A história da família de Chrystia Freeland é complexa e tem atraído escrutínio. Seu avô materno, Michael Chomiak, foi editor de um jornal ucraniano chamado Krakivski Visti durante a Segunda Guerra Mundial, enquanto a Polônia e a Áustria estavam sob ocupação nazista. Os registros indicam que o jornal operava sob controle alemão e, durante esse período, publicou propaganda alinhada com a ideologia nazista, incluindo conteúdo antijudaico, antes de Chomiak imigrar posteriormente para o Canadá.

Durante anos, Freeland foi criticada por rejeitar as acusações de que o seu avô colaborou com os nazis, chamando-as de desinformação russa. No entanto, relatos de meios de comunicação canadenses como The Globe and Mail mostram que ela estava ciente das atividades de seu avô durante a guerra há décadas, um fato apoiado por documentos históricos e estudos acadêmicos.

A Ucrânia tem um histórico de homenagear indivíduos que foram nacionalistas durante a Segunda Guerra Mundial, alguns dos quais colaboraram com a Alemanha nazista. Isto inclui nomear ruas e erguer monumentos a figuras ligadas a grupos como a Organização dos Nacionalistas Ucranianos (OUN) e o Exército Insurgente Ucraniano (UPA). Estes grupos cometeram atos violentos contra judeus e polacos. Estas honras têm sido amplamente criticadas por governos, historiadores e grupos judaicos, que argumentam que distorcem a história e desrespeitam as vítimas do Holocausto.
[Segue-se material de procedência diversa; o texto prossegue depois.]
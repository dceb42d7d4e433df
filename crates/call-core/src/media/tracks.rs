//! Track synchronization
//!
//! The transport is the source of truth for which tracks exist. A [`TrackSet`]
//! remembers what was last seen for one stream group; each synchronization
//! diffs the transport's current tracks against it by identifier and reports
//! what appeared and what vanished. Running it twice against an unchanged
//! transport reports nothing the second time.

use std::collections::HashSet;

use super::{KindFlags, MediaStream, TrackParameters, TrackRef};

/// Result of one synchronization pass
#[derive(Debug, Clone, Default, PartialEq, Eq)]
pub struct TrackDiff {
    /// Tracks that vanished from the transport, in stream order
    pub removed: Vec<TrackParameters>,
    /// Tracks that appeared on the transport, in transport order
    pub added: Vec<TrackParameters>,
}

impl TrackDiff {
    pub fn is_empty(&self) -> bool {
        self.removed.is_empty() && self.added.is_empty()
    }

    /// Kinds with at least one added or removed track
    pub fn kinds(&self) -> KindFlags {
        let mut kinds = KindFlags::default();
        for track in self.removed.iter().chain(&self.added) {
            kinds.set(track.kind, true);
        }
        kinds
    }
}

/// Last synchronized tracks of one stream group
#[derive(Debug, Default)]
pub struct TrackSet {
    stream: MediaStream,
    kinds: KindFlags,
}

impl TrackSet {
    pub fn new() -> Self {
        Self::default()
    }

    pub fn stream(&self) -> &MediaStream {
        &self.stream
    }

    /// Which kinds currently have a track
    pub fn kinds(&self) -> KindFlags {
        self.kinds
    }

    /// Diff `current` against the stored set and apply the difference
    pub fn synchronize(&mut self, current: &[TrackRef]) -> TrackDiff {
        let current_ids: HashSet<String> = current.iter().map(|track| track.id()).collect();
        let mut diff = TrackDiff::default();

        let stream_snapshot = self.stream.clone();
        self.stream.retain_tracks(|track| {
            if current_ids.contains(&track.id()) {
                true
            } else {
                diff.removed.push(TrackParameters::describe(&stream_snapshot, track));
                false
            }
        });

        for track in current {
            if !self.stream.contains(&track.id()) {
                self.stream.add_track(track.clone());
                diff.added.push(TrackParameters::describe(&self.stream, track));
            }
        }

        self.refresh_kinds();
        diff
    }

    /// Drop every track, returning them so the caller can stop them
    pub fn clear(&mut self) -> Vec<TrackRef> {
        let tracks = self.stream.take_tracks();
        self.refresh_kinds();
        tracks
    }

    fn refresh_kinds(&mut self) {
        let mut kinds = KindFlags::default();
        for track in self.stream.tracks() {
            kinds.set(track.kind(), true);
        }
        self.kinds = kinds;
    }
}

#[cfg(test)]
mod tests {
    use super::*;
    use crate::media::MediaKind;
    use crate::memory::MemoryTrack;

    fn ids(params: &[TrackParameters]) -> Vec<&str> {
        params.iter().map(|p| p.track_id.as_str()).collect()
    }

    #[test]
    fn test_add_then_remove() {
        let t1 = MemoryTrack::audio("t1");
        let t2 = MemoryTrack::video("t2");
        let mut set = TrackSet::new();

        let diff = set.synchronize(&[t1.clone(), t2.clone()]);
        assert_eq!(ids(&diff.added), vec!["t1", "t2"]);
        assert!(diff.removed.is_empty());
        assert_eq!(set.kinds(), KindFlags { audio: true, video: true });

        let diff = set.synchronize(&[t2.clone()]);
        assert!(diff.added.is_empty());
        assert_eq!(ids(&diff.removed), vec!["t1"]);
        assert_eq!(diff.removed[0].kind, MediaKind::Audio);
        assert_eq!(set.kinds(), KindFlags { audio: false, video: true });
    }

    #[test]
    fn test_diff_kinds() {
        let mut set = TrackSet::new();
        set.synchronize(&[MemoryTrack::audio("a1"), MemoryTrack::video("v1")]);

        let swap = set.synchronize(&[MemoryTrack::audio("a2"), MemoryTrack::video("v1")]);
        assert_eq!(swap.kinds(), KindFlags { audio: true, video: false });
        assert_eq!(TrackDiff::default().kinds(), KindFlags::default());
    }

    #[test]
    fn test_unchanged_transport_is_idempotent() {
        let tracks = vec![MemoryTrack::audio("a"), MemoryTrack::video("v")];
        let mut set = TrackSet::new();

        assert_eq!(set.synchronize(&tracks).added.len(), 2);
        assert!(set.synchronize(&tracks).is_empty());
        assert!(set.synchronize(&tracks).is_empty());
    }

    #[test]
    fn test_duplicate_ids_added_once() {
        let track = MemoryTrack::audio("dup");
        let mut set = TrackSet::new();

        let diff = set.synchronize(&[track.clone(), track.clone()]);
        assert_eq!(ids(&diff.added), vec!["dup"]);
        assert_eq!(set.stream().tracks().len(), 1);
    }

    #[test]
    fn test_readd_after_remove() {
        let track = MemoryTrack::audio("t1");
        let mut set = TrackSet::new();

        set.synchronize(&[track.clone()]);
        set.synchronize(&[]);
        let diff = set.synchronize(&[track.clone()]);
        assert_eq!(ids(&diff.added), vec!["t1"]);
    }

    #[test]
    fn test_parameters_carry_stream_and_label() {
        let track = MemoryTrack::with_label("mic-1", MediaKind::Audio, "USB Microphone");
        let mut set = TrackSet::new();

        let diff = set.synchronize(&[track]);
        let params = &diff.added[0];
        assert_eq!(params.stream_id, set.stream().id());
        assert_eq!(params.label, "USB Microphone");
        assert!(params.enabled);
    }

    #[test]
    fn test_clear() {
        let mut set = TrackSet::new();
        set.synchronize(&[MemoryTrack::audio("a")]);

        let tracks = set.clear();
        assert_eq!(tracks.len(), 1);
        assert!(set.stream().is_empty());
        assert_eq!(set.kinds(), KindFlags::default());
    }
}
A Rússia afirmou repetidamente que a Ucrânia celebra indivíduos que colaboraram com os nazis e apoia crenças nacionalistas extremistas. Acusam os países ocidentais de ignorarem esta questão e afirmam que um dos principais objectivos das suas acções militares na Ucrânia é eliminar estas ideologias.

A porta-voz do Ministério das Relações Exteriores da Rússia, Maria Zakharova, criticou a nomeação de Freeland, alegando que a administração Zelenskyy fornece abrigo para neonazistas que glorificam a colaboração histórica de seus ancestrais com a Alemanha nazista.